Topic: Integrity

PRESERVING CONDUCTORS AND WELL CASINGS WITH MADCON’S SCR PROCESS

Region: North Sea
Content Types: Report
Date: June, 2021

MADCON

Speaking at the Virtual Offshore Well Intervention Europe Conference 2021, Bruce Trader, President of MADCON Corporation, guided an audience through his company’s Structural Composite Retrofit (SCR) process, developed to restore the structural integrity of conductors and well casings as well as providing long term corrosion protection.

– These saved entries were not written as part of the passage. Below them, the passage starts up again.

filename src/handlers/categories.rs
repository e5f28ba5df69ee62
use axum::{
    extract::{rejection::JsonRejection, Path, State},
    http::StatusCode,
    response::IntoResponse,
    routing::{get, post, put},
    Json, Router,
};

use crate::{
    auth::AuthRouterExt,
    entities::{category::Model as Category, customer::Role},
    errors::{ErrorResponse, ServiceError},
    services::categories::CategoryInput,
    AppState,
};

#[utoipa::path(
    get,
    path = "/categories",
    tag = "Categories",
    responses((status = 200, description = "All categories ordered by id", body = [Category]))
)]
pub async fn list_categories(
    State(state): State<AppState>,
) -> Result<Json<Vec<Category>>, ServiceError> {
    Ok(Json(state.category_service().list_categories().await?))
}

#[utoipa::path(
    get,
    path = "/categories/{id}",
    tag = "Categories",
    params(("id" = i32, Path, description = "Category id")),
    responses(
        (status = 200, description = "The category", body = Category),
        (status = 404, description = "Category not found", body = ErrorResponse),
    )
)]
pub async fn get_category(
    State(state): State<AppState>,
    Path(id): Path<i32>,
) -> Result<Json<Category>, ServiceError> {
    Ok(Json(state.category_service().get_category(id).await?))
}

#[utoipa::path(
    post,
    path = "/categories",
    tag = "Categories",
    request_body = CategoryInput,
    responses(
        (status = 201, description = "Category created", body = Category),
        (status = 400, description = "Missing 'name'", body = ErrorResponse),
        (status = 403, description = "Admin role required", body = ErrorResponse),
        (status = 409, description = "Category already exists", body = ErrorResponse),
    ),
    security(("bearer_auth" = []))
)]
pub async fn create_category(
    State(state): State<AppState>,
    payload: Result<Json<CategoryInput>, JsonRejection>,
) -> Result<impl IntoResponse, ServiceError> {
    let Json(input) = payload?;
    let created = state.category_service().create_category(input).await?;
    Ok((StatusCode::CREATED, Json(created)))
}

#[utoipa::path(
    put,
    path = "/categories/{id}",
    tag = "Categories",
    params(("id" = i32, Path, description = "Category id")),
    request_body = CategoryInput,
    responses(
        (status = 200, description = "Category renamed", body = Category),
        (status = 404, description = "Category not found", body = ErrorResponse),
        (status = 409, description = "Name taken by another category", body = ErrorResponse),
    ),
    security(("bearer_auth" = []))
)]
pub async fn update_category(
    State(state): State<AppState>,
    Path(id): Path<i32>,
    payload: Result<Json<CategoryInput>, JsonRejection>,
) -> Result<Json<Category>, ServiceError> {
    let Json(input) = payload?;
    Ok(Json(state.category_service().update_category(id, input).await?))
}

#[utoipa::path(
    delete,
    path = "/categories/{id}",
    tag = "Categories",
    params(("id" = i32, Path, description = "Category id")),
    responses(
        (status = 204, description = "Category deleted"),
        (status = 404, description = "Category not found", body = ErrorResponse),
    ),
    security(("bearer_auth" = []))
)]
pub async fn delete_category(
    State(state): State<AppState>,
    Path(id): Path<i32>,
) -> Result<StatusCode, ServiceError> {
    state.category_service().delete_category(id).await?;
    Ok(StatusCode::NO_CONTENT)
}

pub fn category_routes() -> Router<AppState> {
    Router::new()
        .route(
            "/",
            get(list_categories).merge(post(create_category).with_role(Role::Admin)),
        )
        .route(
            "/:id",
            get(get_category).merge(
                put(update_category)
                    .delete(delete_category)
                    .with_role(Role::Admin),
            ),
        )
}
use sea_orm_migration::prelude::*;

use super::m20240301_000001_create_categories_table::Categories;

#[derive(DeriveMigrationName)]
pub struct Migration;

#[async_trait::async_trait]
impl MigrationTrait for Migration {
    async fn up(&self, manager: &SchemaManager) -> Result<(), DbErr> {
        manager
            .create_table(
                Table::create()
                    .table(Products::Table)
                    .if_not_exists()
                    .col(
                        ColumnDef::new(Products::ProductId)
                            .integer()
                            .not_null()
                            .auto_increment()
                            .primary_key(),
                    )
                    .col(ColumnDef::new(Products::Name).string_len(200).not_null())
                    .col(ColumnDef::new(Products::Description).text().null())
                    .col(ColumnDef::new(Products::Price).decimal_len(10, 2).not_null())
                    .col(
                        ColumnDef::new(Products::StockQuantity)
                            .integer()
                            .not_null()
                            .default(0),
                    )
                    .col(ColumnDef::new(Products::CategoryId).integer().null())
                    .foreign_key(
                        ForeignKey::create()
                            .name("fk_products_category_id")
                            .from(Products::Table, Products::CategoryId)
                            .to(Categories::Table, Categories::CategoryId)
                            .on_delete(ForeignKeyAction::SetNull)
                            .on_update(ForeignKeyAction::Cascade),
                    )
                    .to_owned(),
            )
            .await?;

        manager
            .create_index(
                Index::create()
                    .if_not_exists()
                    .name("idx_products_category_id")
                    .table(Products::Table)
                    .col(Products::CategoryId)
                    .to_owned(),
            )
            .await?;

        Ok(())
    }

    async fn down(&self, manager: &SchemaManager) -> Result<(), DbErr> {
        manager
            .drop_table(Table::drop().table(Products::Table).if_exists().to_owned())
            .await
    }
}

#[derive(DeriveIden)]
pub enum Products {
    Table,
    ProductId,
    Name,
    Description,
    Price,
    StockQuantity,
    CategoryId,
}
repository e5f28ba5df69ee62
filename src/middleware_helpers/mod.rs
pub mod request_id;
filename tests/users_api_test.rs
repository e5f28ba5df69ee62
//! Registration, login and the current-user endpoint.

mod common;

use axum::http::{Method, StatusCode};
use common::{response_json, TestApp};
use serde_json::json;

#[tokio::test]
async fn register_creates_customer_without_exposing_hash() {
    let app = TestApp::new().await;
    let body = app
        .register("Ada", "Lovelace", "Ada@Example.COM", "analytical-engine")
        .await;

    assert_eq!(body["first_name"], "Ada");
    assert_eq!(body["email"], "ada@example.com");
    assert_eq!(body["role"], "customer");
    assert!(body["created_at"].is_string());
    assert!(body.get("password_hash").is_none());
}

#[tokio::test]
async fn duplicate_email_conflicts_regardless_of_case() {
    let app = TestApp::new().await;
    app.register("Ada", "Lovelace", "ada@example.com", "analytical-engine")
        .await;

    let response = app
        .request(
            Method::POST,
            "/users",
            Some(json!({
                "first_name": "Other",
                "last_name": "Person",
                "email": " ADA@example.com ",
                "password": "another-password",
            })),
            None,
        )
        .await;
    assert_eq!(response.status(), StatusCode::CONFLICT);
    assert_eq!(
        response_json(response).await["message"],
        "Email already registered"
    );
}

#[tokio::test]
async fn invalid_registrations_are_rejected() {
    let app = TestApp::new().await;

    let cases = [
        json!({"first_name": "A", "last_name": "B", "email": "a@b.co", "password": "short"}),
        json!({"first_name": "A", "last_name": "B", "email": "not-an-email", "password": "long-enough"}),
        json!({"first_name": "", "last_name": "B", "email": "a@b.co", "password": "long-enough"}),
        json!({"first_name": "A", "email": "a@b.co", "password": "long-enough"}),
    ];
    for payload in cases {
        let response = app.request(Method::POST, "/users", Some(payload), None).await;
        assert_eq!(response.status(), StatusCode::BAD_REQUEST);
    }
}

#[tokio::test]
async fn login_issues_bearer_token() {
    let app = TestApp::new().await;
    app.register("Grace", "Hopper", "grace@example.com", "cobol-forever")
        .await;

    let response = app
        .post_form(
            "/users/login",
            &[
                ("username", "grace@example.com"),
                ("password", "cobol-forever"),
                ("grant_type", "password"),
            ],
        )
        .await;
    assert_eq!(response.status(), StatusCode::OK);
    let body = response_json(response).await;
    assert_eq!(body["token_type"], "bearer");
    assert_eq!(body["expires_in"], 3600);

    let token = body["access_token"].as_str().unwrap();
    let claims = app.state.auth.validate_token(token).unwrap();
    assert_eq!(claims.email, "grace@example.com");
}

#[tokio::test]
async fn login_accepts_email_in_any_case() {
    let app = TestApp::new().await;
    app.register("Grace", "Hopper", "grace@example.com", "cobol-forever")
        .await;

    let token = app.login("GRACE@example.com", "cobol-forever").await;
    assert!(!token.is_empty());
}

#[tokio::test]
async fn wrong_credentials_are_unauthorized() {
    let app = TestApp::new().await;
    app.register("Grace", "Hopper", "grace@example.com", "cobol-forever")
        .await;

    for (username, password) in [
        ("grace@example.com", "wrong-password"),
        ("nobody@example.com", "cobol-forever"),
    ] {
        let response = app
            .post_form(
                "/users/login",
                &[("username", username), ("password", password)],
            )
            .await;
        assert_eq!(response.status(), StatusCode::UNAUTHORIZED);
        assert_eq!(
            response_json(response).await["message"],
            "Incorrect email or password"
        );
    }
}

#[tokio::test]
async fn login_rejects_json_and_unknown_grants() {
    let app = TestApp::new().await;

    let json_body = app
        .request(
            Method::POST,
            "/users/login",
            Some(json!({"username": "a@b.co", "password": "whatever1"})),
            None,
        )
        .await;
    assert_eq!(json_body.status(), StatusCode::BAD_REQUEST);

    let grant = app
        .post_form(
            "/users/login",
            &[
                ("username", "a@b.co"),
                ("password", "whatever1"),
                ("grant_type", "client_credentials"),
            ],
        )
        .await;
    assert_eq!(grant.status(), StatusCode::BAD_REQUEST);
}

#[tokio::test]
async fn me_returns_current_customer() {
    let app = TestApp::new().await;
    let (id, token) = app.customer("me@example.com").await;

    let response = app.request(Method::GET, "/users/me", None, Some(&token)).await;
    assert_eq!(response.status(), StatusCode::OK);
    let body = response_json(response).await;
    assert_eq!(body["customer_id"], id);
    assert_eq!(body["email"], "me@example.com");

    let anonymous = app.request(Method::GET, "/users/me", None, None).await;
    assert_eq!(anonymous.status(), StatusCode::UNAUTHORIZED);
}
/*!
 * # Health Check Module
 *
 * `GET /health` pings the database and reports `up` (200) or `down` (503).
 */

use axum::{extract::State, http::StatusCode, response::IntoResponse, Json};
use chrono::{DateTime, Utc};
use serde::{Deserialize, Serialize};
use tracing::error;
use utoipa::ToSchema;

use crate::{db, AppState};

/// Basic health status
#[derive(Serialize, Deserialize, Debug, Clone, Copy, PartialEq, Eq, ToSchema)]
#[serde(rename_all = "lowercase")]
pub enum HealthStatus {
    Up,
    Down,
}

/// Overall health information
#[derive(Serialize, Deserialize, Debug, Clone, ToSchema)]
pub struct HealthInfo {
    pub status: HealthStatus,
    pub database: HealthStatus,
    pub mode: String,
    pub version: String,
    #[schema(value_type = String, format = DateTime)]
    pub timestamp: DateTime<Utc>,
}

#[utoipa::path(
    get,
    path = "/health",
    tag = "Meta",
    responses(
        (status = 200, description = "Service and database are up", body = HealthInfo),
        (status = 503, description = "Database unreachable", body = HealthInfo),
    )
)]
pub async fn health_check(State(state): State<AppState>) -> impl IntoResponse {
    let database = match db::check_connection(&state.db).await {
        Ok(()) => HealthStatus::Up,
        Err(e) => {
            error!("Database health check failed: {}", e);
            HealthStatus::Down
        }
    };

    let info = HealthInfo {
        status: database,
        database,
        mode: state.config.mode.clone(),
        version: env!("CARGO_PKG_VERSION").to_string(),
        timestamp: Utc::now(),
    };

    let status = match database {
        HealthStatus::Up => StatusCode::OK,
        HealthStatus::Down => StatusCode::SERVICE_UNAVAILABLE,
    };
    (status, Json(info))
}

Trader explained how the process was conceptualised after a major international oil and gas company requested a process to restore the integrity and provide long term corrosion production for their conductors and surface casings as they had been experiencing several years of less than optimal performance. The company had numerous conductors that all were suffering from severe corrosion and required an immediate solution.

For this to be a success, the company issued several key mandates which MADCON had to fulfil including:
-Restore the original design capacity
-Allow future work
-Minimal to zero hot work
-Long term corrosion protection
-Ease of installation in the splash zone
-Meeting regulators compliance
-No cofferdam required
-Fit within the existing conductor guides
-Conduct the work from vessels or the platform and not require a barge or rig
-Eliminate the need for future maintenance.

When the operator hired a third party engineering company to analyse and validate the method MADCON put forward, they assumed that there was no remaining conductor wall or inner string pipe capacity and that the composite section had to be designed to take the full axial and bending load.

Trader explained the basic SCR process which they followed to help the operator, which begins by, if the surface casing is not already grouted, grouting the surface casing annulus to a select elevation (in this case 2-3 metres below the water). This consists of installing a plug to isolate the annulus and putting on epoxy grout before finishing with cement grout all the way up to the wellhead (there is no need to grout to the mud line as the corrosion is not severe a couple of metres below the water). If there is a large length of unsupported casing a reinforcement cage made may be required before, in the final step, a fibreglass jacket is installed to be pumped full of epoxy grout from the bottom up.

As one of the key mandates was to install in splash zone, the materials were all lightweight, composite and easy to install. In more than thirty years of conducting these operations MADCON has recorded zero incidents for the divers involved.

In order to keep hot work (and by extension expense) down, MADCON also took pains to make the repair within the existing conductor guides. The platform had a tight space which posed a challenge but this was able to be overcome and today the company’s repairs only add 1-3 inch in overall diameter meaning they can perform repair work within most existing guides out there saving time, money and eliminating hot work. The company additionally captured more value by performing the work without the use of a rig or large barge as they are able to perform the repairs with relatively small vessels of opportunity or even the platform itself.

Summarising this job, Trader said, “We were able to achieve all the mandates stipulated by the operator including, once the repair was done, eliminating future maintenance so that 27 years (and counting) after the repair everything is still in perfect condition.”

Reliable performance

After gaining a formidable reputation for this kind of work, operators even began commissioning the company for wells that had corroded so much to the point where the surface casing had collapsed. But, as Trader demonstrated with a string of case studies to conclude the session, this was not an issue but something they have now come to specialise in.

For one well, for instance, prior inspection posted no abnormal operational conditions but an inspection from MADCON identified that in fact the well had in fact collapsed and had to be shut in. The company then dissected and removed some of the conductor pipe and identified that the conductor to surface casing was open at a certain elevation and, without anyone knowing, it had been slowly corroding the surface casing to the point that it failed. While supporting the well with casing jacks, the MADCON crew of 8 techicians were able to perform full structure repairs from the platform, from -3 to +20 metres, in just 12 days. Once done the operator was able to get his well back online and producing again.

Trader said, “This process can be modified to restore any capacity that the operator might need and we have been successfully using it to restore original design capacity and provide long term corrosion protection on hundreds of wells.”